» **Task item**:
For each line of the data that includes the word "whose", copy the line.

---------- Records supplied ----------

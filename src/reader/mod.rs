//! The read pipeline, from raw byte regions to scanned rows.
//!
//! Reading proceeds in layers: [`read_table_footer`] locates and validates
//! the table's metadata, the stripe loader fetches skip lists and raw column
//! buffers, the pruner drops blocks whose statistics refute the scan's
//! predicates, the block deserializer materializes row-addressable values,
//! and [`TableScan`] drives the whole thing one row at a time.

mod block;
mod footer;
mod prune;
mod scan;
mod stripe;

pub use block::{deserialize_block, ColumnBlockData};
pub use footer::read_table_footer;
pub use prune::selected_block_mask;
pub use scan::{table_row_count, Row, ScanConfig, TableScan};
pub use stripe::{ColumnBlockBuffers, ColumnBuffers, StripeBuffers};
//! Block selection from skip-list statistics.
//!
//! Pruning decides, per block, whether the scan's predicates could possibly
//! hold for any row of that block, using only stored min/max statistics. A
//! block starts selected and is dropped only on proof that no row can match.
//! The result is one-sided: keeping a useless block costs I/O, dropping a
//! useful one would lose rows, so every doubt resolves toward keeping.

use crate::format::StripeSkipList;
use crate::predicate::{ColumnRange, Predicate, PredicateEvaluator};
use crate::schema::TableSchema;

/// Compute the selected-block mask for one stripe.
///
/// `projected` must hold one entry per grid column. Columns outside the
/// projection, columns whose kind the evaluator cannot order, and blocks
/// without min/max statistics (all rows null) never refute anything; with no
/// predicates at all, every block stays selected.
pub fn selected_block_mask(
    skip_list: &StripeSkipList,
    schema: &TableSchema,
    projected: &[bool],
    predicates: &[Predicate],
    evaluator: &dyn PredicateEvaluator,
) -> Vec<bool> {
    let mut mask = vec![true; skip_list.block_count()];
    if predicates.is_empty() {
        return mask;
    }

    for column_index in 0..skip_list.column_count() {
        if !projected[column_index] {
            continue;
        }
        if !evaluator.supports(schema.column_kind(column_index)) {
            continue;
        }

        for (block_index, selected) in mask.iter_mut().enumerate() {
            if !*selected {
                continue;
            }
            let node = skip_list.node(column_index, block_index);
            let Some((minimum, maximum)) = &node.min_max else {
                continue;
            };
            let range = ColumnRange::new(column_index, minimum.clone(), maximum.clone());
            if evaluator.is_unsatisfiable(&range, predicates) {
                *selected = false;
            }
        }
    }

    mask
}

#[cfg(test)]
mod tests {
    use super::*;
    use crate::codec::Compression;
    use crate::format::ColumnBlockSkipNode;
    use crate::predicate::{CompareOp, MinMaxEvaluator};
    use crate::schema::{Column, ColumnKind, Value};

    fn node(row_count: u64, min_max: Option<(Value, Value)>) -> ColumnBlockSkipNode {
        ColumnBlockSkipNode {
            row_count,
            min_max,
            exists_block_offset: 0,
            exists_length: 1,
            value_block_offset: 0,
            value_length: 0,
            value_compression: Compression::None,
        }
    }

    fn int_range(min: i32, max: i32) -> Option<(Value, Value)> {
        Some((Value::Int32(min), Value::Int32(max)))
    }

    fn two_column_schema() -> TableSchema {
        TableSchema::new(vec![
            Column::new("measure", ColumnKind::Int32),
            Column::new("payload", ColumnKind::Binary),
        ])
    }

    fn sample_grid() -> StripeSkipList {
        StripeSkipList::new(vec![
            vec![node(3, int_range(1, 5)), node(3, int_range(10, 20)), node(2, None)],
            vec![node(3, None), node(3, None), node(2, None)],
        ])
    }

    #[test]
    fn test_no_predicates_selects_everything() {
        let mask = selected_block_mask(
            &sample_grid(),
            &two_column_schema(),
            &[true, true],
            &[],
            &MinMaxEvaluator,
        );
        assert_eq!(mask, vec![true, true, true]);
    }

    #[test]
    fn test_refuted_block_is_cleared() {
        let predicates = vec![Predicate::new(0, CompareOp::Gt, Value::Int32(6))];
        let mask = selected_block_mask(
            &sample_grid(),
            &two_column_schema(),
            &[true, true],
            &predicates,
            &MinMaxEvaluator,
        );
        // Block 0's range [1, 5] refutes `> 6`; block 2 has no statistics.
        assert_eq!(mask, vec![false, true, true]);
    }

    #[test]
    fn test_unprojected_column_never_refutes() {
        let predicates = vec![Predicate::new(0, CompareOp::Gt, Value::Int32(6))];
        let mask = selected_block_mask(
            &sample_grid(),
            &two_column_schema(),
            &[false, true],
            &predicates,
            &MinMaxEvaluator,
        );
        assert_eq!(mask, vec![true, true, true]);
    }

    #[test]
    fn test_unordered_column_never_refutes() {
        // Statistics on a Binary column must be ignored even if present.
        let grid = StripeSkipList::new(vec![
            vec![node(3, int_range(0, 100))],
            vec![node(
                3,
                Some((
                    Value::Binary(vec![0x00]),
                    Value::Binary(vec![0xFF]),
                )),
            )],
        ]);
        let predicates = vec![Predicate::new(
            1,
            CompareOp::Eq,
            Value::Binary(vec![0x42]),
        )];
        let mask = selected_block_mask(
            &grid,
            &two_column_schema(),
            &[true, true],
            &predicates,
            &MinMaxEvaluator,
        );
        assert_eq!(mask, vec![true]);
    }

    #[test]
    fn test_conjunction_refutes_across_columns() {
        let schema = TableSchema::new(vec![
            Column::new("a", ColumnKind::Int32),
            Column::new("b", ColumnKind::Int32),
        ]);
        let grid = StripeSkipList::new(vec![
            vec![node(3, int_range(1, 5)), node(3, int_range(1, 5))],
            vec![node(3, int_range(1, 5)), node(3, int_range(50, 60))],
        ]);
        // `a > 0 AND b < 10`: block 0 satisfiable, block 1 refuted by b.
        let predicates = vec![
            Predicate::new(0, CompareOp::Gt, Value::Int32(0)),
            Predicate::new(1, CompareOp::Lt, Value::Int32(10)),
        ];
        let mask = selected_block_mask(&grid, &schema, &[true, true], &predicates, &MinMaxEvaluator);
        assert_eq!(mask, vec![true, false]);
    }
}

----------

» **Response area**:
//! buffers, the pruner drops blocks whose statistics refute the scan's
/// projection, columns whose kind the evaluator cannot order, and blocks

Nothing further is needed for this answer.